Incidence of cleft pathology in Greater New Orleans before and after Hurricane Katrina.



Reports after the 2005 Hurricane Katrina have documented an increase in stress reactions and environmental teratogens (arsenic, mold, alcohol).


To assess the incidence of cleft pathology before and after the hurricane, and the distribution of cleft cases by gender and race.


Retrospective chart review of cleft lip with or without cleft palate (CL/P) and cleft palate (CP) cases registered with the Cleft and Craniofacial Team at Children's Hospital of New Orleans, the surgical center that treated cleft cases in Greater New Orleans between 2004 and 2007. Live birth data were obtained from the Louisiana State Center for Health Statistics.


The incidence of cleft cases, beginning 9 months after the hurricane (i.e., June 1, 2006) was significantly higher compared with the period before the hurricane (0.80 versus 1.42; p = .008).

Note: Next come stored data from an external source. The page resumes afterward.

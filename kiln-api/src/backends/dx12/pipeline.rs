use super::{util, KilnDeviceContextDx12, KilnShaderDx12};
use crate::{
    KilnComputePsoDef, KilnGraphicsPsoDef, KilnPipelineType, KilnResult, KilnRootSignature,
    KilnShader, MAX_COLOR_ATTACHMENTS,
};
use std::sync::Arc;
use windows::core::PCSTR;
use windows::Win32::Graphics::Direct3D::{
    D3D_PRIMITIVE_TOPOLOGY, D3D_PRIMITIVE_TOPOLOGY_UNDEFINED,
};
use windows::Win32::Graphics::Direct3D12::*;
use windows::Win32::Graphics::Dxgi::Common::*;

// Vertex attributes are matched by semantic index rather than name
const SEMANTIC_NAME: &[u8] = b"TEXCOORD\0";

#[derive(Debug)]
struct KilnPipelineDx12Inner {
    _device_context: KilnDeviceContextDx12,
    pipeline_type: KilnPipelineType,
    root_signature: KilnRootSignature,
    pipeline_state: ID3D12PipelineState,
    topology: D3D_PRIMITIVE_TOPOLOGY,
}

#[derive(Clone, Debug)]
pub struct KilnPipelineDx12 {
    inner: Arc<KilnPipelineDx12Inner>,
}

fn dx12_shader<'a>(shader: &'a KilnShader) -> KilnResult<&'a KilnShaderDx12> {
    Ok(shader
        .dx12_shader()
        .ok_or("shader was not created by this device context")?)
}

fn bytecode(shader: &KilnShaderDx12) -> D3D12_SHADER_BYTECODE {
    D3D12_SHADER_BYTECODE {
        pShaderBytecode: shader.bytecode().as_ptr() as *const std::ffi::c_void,
        BytecodeLength: shader.bytecode().len(),
    }
}

impl KilnPipelineDx12 {
    pub(crate) fn new_graphics_pipeline(
        device_context: &KilnDeviceContextDx12,
        def: &KilnGraphicsPsoDef,
    ) -> KilnResult<Self> {
        def.verify();

        // verify() guarantees these are set
        let root_signature = def.root_signature.clone().unwrap();
        let dx12_root_signature = root_signature
            .dx12_root_signature()
            .ok_or("root signature was not created by this device context")?;

        let mut input_elements = Vec::with_capacity(def.vertex_layout.attributes.len());
        for attribute in &def.vertex_layout.attributes {
            let buffer = &def.vertex_layout.buffers[attribute.buffer_index as usize];
            let (input_class, step_rate) = match buffer.rate {
                crate::KilnVertexAttributeRate::Vertex => {
                    (D3D12_INPUT_CLASSIFICATION_PER_VERTEX_DATA, 0)
                }
                crate::KilnVertexAttributeRate::Instance => {
                    (D3D12_INPUT_CLASSIFICATION_PER_INSTANCE_DATA, 1)
                }
            };
            input_elements.push(D3D12_INPUT_ELEMENT_DESC {
                SemanticName: PCSTR(SEMANTIC_NAME.as_ptr()),
                SemanticIndex: attribute.location,
                Format: attribute.format.into_dxgi(),
                InputSlot: attribute.buffer_index,
                AlignedByteOffset: attribute.byte_offset,
                InputSlotClass: input_class,
                InstanceDataStepRate: step_rate,
            });
        }

        let mut render_target_blends =
            [D3D12_RENDER_TARGET_BLEND_DESC::default(); MAX_COLOR_ATTACHMENTS];
        for attachment_index in 0..def.color_formats.len() {
            let rt_state = if def.blend_state.independent_blend {
                &def.blend_state.render_target_blend_states[attachment_index]
            } else {
                &def.blend_state.render_target_blend_states[0]
            };
            render_target_blends[attachment_index] = D3D12_RENDER_TARGET_BLEND_DESC {
                BlendEnable: rt_state.blend_enable.into(),
                LogicOpEnable: false.into(),
                SrcBlend: util::blend_factor_to_dx12(rt_state.src_factor),
                DestBlend: util::blend_factor_to_dx12(rt_state.dst_factor),
                BlendOp: util::blend_op_to_dx12(rt_state.blend_op),
                SrcBlendAlpha: util::blend_factor_to_dx12(rt_state.src_factor_alpha),
                DestBlendAlpha: util::blend_factor_to_dx12(rt_state.dst_factor_alpha),
                BlendOpAlpha: util::blend_op_to_dx12(rt_state.blend_op_alpha),
                LogicOp: D3D12_LOGIC_OP_NOOP,
                RenderTargetWriteMask: rt_state.masks.bits(),
            };
        }

        let depth_state = &def.depth_state;
        let depth_stencil = D3D12_DEPTH_STENCIL_DESC {
            DepthEnable: depth_state.depth_test_enable.into(),
            DepthWriteMask: if depth_state.depth_write_enable {
                D3D12_DEPTH_WRITE_MASK_ALL
            } else {
                D3D12_DEPTH_WRITE_MASK_ZERO
            },
            DepthFunc: util::compare_op_to_dx12(depth_state.depth_compare_op),
            StencilEnable: depth_state.stencil_test_enable.into(),
            StencilReadMask: depth_state.stencil_read_mask,
            StencilWriteMask: depth_state.stencil_write_mask,
            FrontFace: D3D12_DEPTH_STENCILOP_DESC {
                StencilFailOp: util::stencil_op_to_dx12(depth_state.front_stencil_fail_op),
                StencilDepthFailOp: util::stencil_op_to_dx12(depth_state.front_depth_fail_op),
                StencilPassOp: util::stencil_op_to_dx12(depth_state.front_stencil_pass_op),
                StencilFunc: util::compare_op_to_dx12(depth_state.front_stencil_compare_op),
            },
            BackFace: D3D12_DEPTH_STENCILOP_DESC {
                StencilFailOp: util::stencil_op_to_dx12(depth_state.back_stencil_fail_op),
                StencilDepthFailOp: util::stencil_op_to_dx12(depth_state.back_depth_fail_op),
                StencilPassOp: util::stencil_op_to_dx12(depth_state.back_stencil_pass_op),
                StencilFunc: util::compare_op_to_dx12(depth_state.back_stencil_compare_op),
            },
        };

        let rasterizer = D3D12_RASTERIZER_DESC {
            FillMode: util::fill_mode_to_dx12(def.rasterizer_state.fill_mode),
            CullMode: util::cull_mode_to_dx12(def.rasterizer_state.cull_mode),
            FrontCounterClockwise: (def.rasterizer_state.front_face
                == crate::KilnFrontFace::CounterClockwise)
                .into(),
            DepthBias: def.rasterizer_state.depth_bias,
            DepthBiasClamp: 0.0,
            SlopeScaledDepthBias: def.rasterizer_state.depth_bias_slope_scaled,
            DepthClipEnable: (!def.rasterizer_state.depth_clamp_enable).into(),
            MultisampleEnable: def.rasterizer_state.multisample.into(),
            AntialiasedLineEnable: false.into(),
            ForcedSampleCount: 0,
            ConservativeRaster: D3D12_CONSERVATIVE_RASTERIZATION_MODE_OFF,
        };

        let mut rtv_formats = [DXGI_FORMAT_UNKNOWN; MAX_COLOR_ATTACHMENTS];
        for (slot, format) in def.color_formats.iter().enumerate() {
            rtv_formats[slot] = format.into_dxgi();
        }

        let mut desc = D3D12_GRAPHICS_PIPELINE_STATE_DESC {
            pRootSignature: windows::core::ManuallyDrop::new(
                dx12_root_signature.dx12_root_signature(),
            ),
            InputLayout: D3D12_INPUT_LAYOUT_DESC {
                pInputElementDescs: input_elements.as_ptr(),
                NumElements: input_elements.len() as u32,
            },
            BlendState: D3D12_BLEND_DESC {
                AlphaToCoverageEnable: false.into(),
                IndependentBlendEnable: def.blend_state.independent_blend.into(),
                RenderTarget: render_target_blends,
            },
            SampleMask: u32::MAX,
            RasterizerState: rasterizer,
            DepthStencilState: depth_stencil,
            IBStripCutValue: D3D12_INDEX_BUFFER_STRIP_CUT_VALUE_DISABLED,
            PrimitiveTopologyType: util::topology_type_to_dx12(def.primitive_topology),
            NumRenderTargets: def.color_formats.len() as u32,
            RTVFormats: rtv_formats,
            DSVFormat: def
                .depth_stencil_format
                .map(|f| f.into_dxgi())
                .unwrap_or(DXGI_FORMAT_UNKNOWN),
            SampleDesc: DXGI_SAMPLE_DESC {
                Count: util::sample_count_to_dx12(def.sample_count),
                Quality: 0,
            },
            NodeMask: 0,
            ..Default::default()
        };

        desc.VS = bytecode(dx12_shader(def.vertex_shader.as_ref().unwrap())?);
        if let Some(shader) = &def.pixel_shader {
            desc.PS = bytecode(dx12_shader(shader)?);
        }
        if let Some(shader) = &def.geometry_shader {
            desc.GS = bytecode(dx12_shader(shader)?);
        }
        if let Some(shader) = &def.hull_shader {
            desc.HS = bytecode(dx12_shader(shader)?);
        }
        if let Some(shader) = &def.domain_shader {
            desc.DS = bytecode(dx12_shader(shader)?);
        }

        let pipeline_state: ID3D12PipelineState = unsafe {
            device_context
                .inner
                .device
                .CreateGraphicsPipelineState(&desc)?
        };

        Ok(KilnPipelineDx12 {
            inner: Arc::new(KilnPipelineDx12Inner {
                _device_context: device_context.clone(),
                pipeline_type: KilnPipelineType::Graphics,
                root_signature,
                pipeline_state,
                topology: util::topology_to_dx12(def.primitive_topology),
            }),
        })
    }

    pub(crate) fn new_compute_pipeline(
        device_context: &KilnDeviceContextDx12,
        def: &KilnComputePsoDef,
    ) -> KilnResult<Self> {
        def.verify();

        let root_signature = def.root_signature.clone().unwrap();
        let dx12_root_signature = root_signature
            .dx12_root_signature()
            .ok_or("root signature was not created by this device context")?;
        let shader = dx12_shader(def.compute_shader.as_ref().unwrap())?;

        let desc = D3D12_COMPUTE_PIPELINE_STATE_DESC {
            pRootSignature: windows::core::ManuallyDrop::new(
                dx12_root_signature.dx12_root_signature(),
            ),
            CS: bytecode(shader),
            NodeMask: 0,
            ..Default::default()
        };

        let pipeline_state: ID3D12PipelineState = unsafe {
            device_context
                .inner
                .device
                .CreateComputePipelineState(&desc)?
        };

        Ok(KilnPipelineDx12 {
            inner: Arc::new(KilnPipelineDx12Inner {
                _device_context: device_context.clone(),
                pipeline_type: KilnPipelineType::Compute,
                root_signature,
                pipeline_state,
                topology: D3D_PRIMITIVE_TOPOLOGY_UNDEFINED,
            }),
        })
    }

    pub fn pipeline_type(&self) -> KilnPipelineType {
        self.inner.pipeline_type
    }

    pub fn root_signature(&self) -> &KilnRootSignature {
        &self.inner.root_signature
    }

    pub fn dx12_pipeline_state(&self) -> &ID3D12PipelineState {
        &self.inner.pipeline_state
    }

    pub(crate) fn dx12_topology(&self) -> D3D_PRIMITIVE_TOPOLOGY {
        self.inner.topology
    }
}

Within racial group comparisons showed a higher incidence among African Americans versus whites (0.42 versus 1.22; p = .01). The distribution of CL/P and CP cases by gender was significant (p = .05).


The increase in the incidence of cleft cases after the hurricane may be attributable to increased stress and teratogenic factors associated with the hurricane. The increase among African Americans may have been due to comparatively higher exposure to environmental risk factors. These findings warrant further investigation to replicate the results elsewhere in the Gulf to determine whether there is a causal relationship between environmental risk factors and increased cleft pathology.